Agent names should be under 30 characters so that they do not get truncated in the Security Copilot UX

Ensure that a link to your marketing or product page is added under the Links section of your offer in Partner Center.

  • This link should take users to a page where they can learn more about your agent and find clear instructions to install or use the agent. This information helps users easily discover and understand your agent through your official website or product page.

  • The page you link to should also link back to the Security Store so that customers can get and deploy the agent. You can include this link in the Product information links section of the Offer listing tab in Partner Center offer publishing.

A close-up of a white background AI-generated content can be incorrect.

Agent functionality and metadata

Agents must pass functional and quality tests, which include:

  • Successful deployment, setup, and run experiences aligned with the agent description.

  • Agents must use Security Copilot agent platform capabilities appropriately.

    • An agent is defined as a goal-oriented system and can autonomously generate a multi-step plan. The core value of an agent is its ability to use reasoning, memory, and tools to create a sequence of actions to meet an objective. An agent's plan might need human approval for final execution.

  • Agents must comply with Responsible AI standards (RAI), and mustn't contain any instructions that deviate from user intent or the stated purpose of the agent.

Important

If your agent requires access to your APIs to function, include credentials for a test environment in notes for certification in the Review and publish step of Partner Center.

Caution

Submissions that are LLM wrappers are rejected as ineligible. An LLM wrapper responds to a single prompt with information that a predefined instruction produces but doesn't generate a multi-step plan. If you can get the same output by running the instruction as a prompt in Copilot, then it's not an agent.

Notes for certification screen.

Agents must clearly describe the inputs, outputs, and tasks they perform in the offer description. Descriptions are structured in this format:

  • Inputs: Defender incidents, Contoso TI data.

  • Tasks: Looks up entities mentioned in the incident, correlates against threat intelligence, and classifies type of vulnerability based on results.

  • Outputs: Triage result specifying what type of vulnerability is involved, confidence level, and a recommended remediation plan.

  • In your plan description, you must specify the estimated security compute unit (SCU) consumption for your agent. Relate the SCU consumption to your agent’s inputs, tasks performed, and outputs.

    • For example, if your agent summarizes incidents, you can say something like This agent consumes ~0.1 SCU, on average, for each run, which summarizes one incident. If your agent analyzes log data, you can say This agent consumes ~0.2 SCU on average, for every 1GB of log data queried.

Agent integration with Microsoft Security products

If your agent works with Microsoft products like Microsoft Defender, Microsoft Entra, or Microsoft Sentinel, make sure to select the right product (for example, Microsoft Defender) under Integrated Microsoft Security Products in Partner Center.

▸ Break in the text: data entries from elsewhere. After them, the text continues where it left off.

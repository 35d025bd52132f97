#![forbid(unsafe_code)]

//! Core: geometry, pointer events, style values, and deterministic timers.
//!
//! # Role in dragsort
//! `dragsort-core` holds the host-independent vocabulary the reorder
//! controller speaks. It knows nothing about any particular UI tree; hosts
//! convert their native events and bounding boxes into these types.
//!
//! # Primary responsibilities
//! - **Rect / Point**: pixel geometry snapshots and strict hit containment.
//! - **PointerEvent / Subscription**: input delivered by the host and the
//!   listeners a controller may hold.
//! - **StyleTable / StyleValue**: inline style writes with a vendor-prefix
//!   fallback resolved once.
//! - **TimerQueue / DeterministicClock**: deferred work without threads.

pub mod event;
pub mod geometry;
pub mod style;
pub mod timer;

pub use event::{PointerButton, PointerEvent, Subscription, Subscriptions, ViewportSignal};
pub use geometry::{Point, Rect};
pub use style::{StyleProperty, StyleTable, StyleValue};
pub use timer::{DeterministicClock, TimerId, TimerQueue};
#![forbid(unsafe_code)]

//! Property tests: any walk across slots keeps the child list a permutation
//! and matches a plain "move item to slot" model.
//!
//! Run:
//!   cargo test -p dragsort --test proptest_relocation_permutations

use dragsort::{Point, PointerEvent, ReorderConfig, ReorderController, ReorderOutcome};
use dragsort_harness::MockDom;
use proptest::prelude::*;

const LABELS: [&str; 8] = ["a", "b", "c", "d", "e", "f", "g", "h"];

fn row_center(index: usize) -> Point {
    Point::new(100.0, 25.0 + 50.0 * index as f64)
}

fn walk() -> impl Strategy<Value = (usize, usize, Vec<usize>)> {
    (2usize..=LABELS.len()).prop_flat_map(|len| {
        (
            Just(len),
            0..len,
            proptest::collection::vec(0..len, 1..24),
        )
    })
}

proptest! {
    #![proptest_config(ProptestConfig::with_cases(128))]

    #[test]
    fn walk_matches_move_to_slot_model((len, start, hits) in walk()) {
        let labels = &LABELS[..len];
        let (mut dom, group, items) = MockDom::column(labels);
        let mut controller =
            ReorderController::new(ReorderConfig::new().group_element(group), &mut dom).unwrap();

        let at = row_center(start);
        controller.pointer_down(&mut dom, &PointerEvent::primary(items[start], at.x, at.y));

        let mut model: Vec<String> = labels.iter().map(|label| (*label).to_owned()).collect();
        let mut position = start;
        for hit in hits {
            let dispatch = controller.pointer_move(&mut dom, row_center(hit));
            if hit == position {
                prop_assert_eq!(dispatch.outcome(), ReorderOutcome::Moved { hit: Some(hit) });
            } else {
                prop_assert_eq!(
                    dispatch.outcome(),
                    ReorderOutcome::Relocated { from: position, to: hit }
                );
                let item = model.remove(position);
                model.insert(hit, item);
                position = hit;
            }
            prop_assert_eq!(dom.labels(group), model.clone());
            let drag = controller.drag_state().unwrap();
            prop_assert_eq!(drag.index, position);
            prop_assert_eq!(drag.last_index, position);
            let current = dom.labels(group);
            prop_assert_eq!(current[position].as_str(), labels[start]);
        }

        let mut sorted = dom.labels(group);
        sorted.sort();
        prop_assert_eq!(sorted, labels.iter().map(|l| (*l).to_owned()).collect::<Vec<_>>());
        prop_assert_eq!(controller.geometry().len(), len);
    }

    #[test]
    fn at_most_one_timer_per_animated_node((len, start, hits) in walk()) {
        let (mut dom, group, items) = MockDom::column(&LABELS[..len]);
        let mut controller =
            ReorderController::new(ReorderConfig::new().group_element(group), &mut dom).unwrap();
        controller.refresh_geometry(&mut dom);

        let at = row_center(start);
        controller.pointer_down(&mut dom, &PointerEvent::primary(items[start], at.x, at.y));
        for hit in hits {
            controller.pointer_move(&mut dom, row_center(hit));
            dom.advance_ms(40);
            controller.tick(&mut dom);
            prop_assert!(controller.active_animations() <= len);
        }
        controller.pointer_up(&mut dom, Point::new(0.0, 0.0));

        dom.advance_ms(300);
        controller.tick(&mut dom);
        prop_assert_eq!(controller.active_animations(), 0);
        prop_assert_eq!(controller.next_deadline(), None);
        for item in &items {
            prop_assert!(dom.style(*item, "transition").is_none());
            prop_assert!(dom.style(*item, "transform").is_none());
        }
    }
}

If your agent works with Microsoft products like Microsoft Defender, Microsoft Entra, or Microsoft Sentinel, make sure to select the right product (for example, Microsoft Defender) under **Integrated Microsoft Security Products**.

This selection ensures when the agent is published it appears correctly under the selected product filter (like Microsoft Defender) in the Microsoft Security Store. Correct product filtering helps users find agents related to their Microsoft product. Your filter selections are also used to decide which Microsoft Security product portal your agent might appear in.

For your agents to appear in any Microsoft Security product portal (again, like Microsoft Defender), they must first be validated. Any integration you select must meet these criteria:

  • Relevancy: Your agent description and function must be aligned to the personas and use-cases of the integrated product you select.

    • Descriptions should explain how the agent works and integrates with the listed Microsoft Security products. Make sure the description details how the agent interacts with and supports security products selected. This information should include how the agent's inputs (what data does it take in) and/or outputs (what actions, information does it return) use selected products. Be sure to state this information clearly.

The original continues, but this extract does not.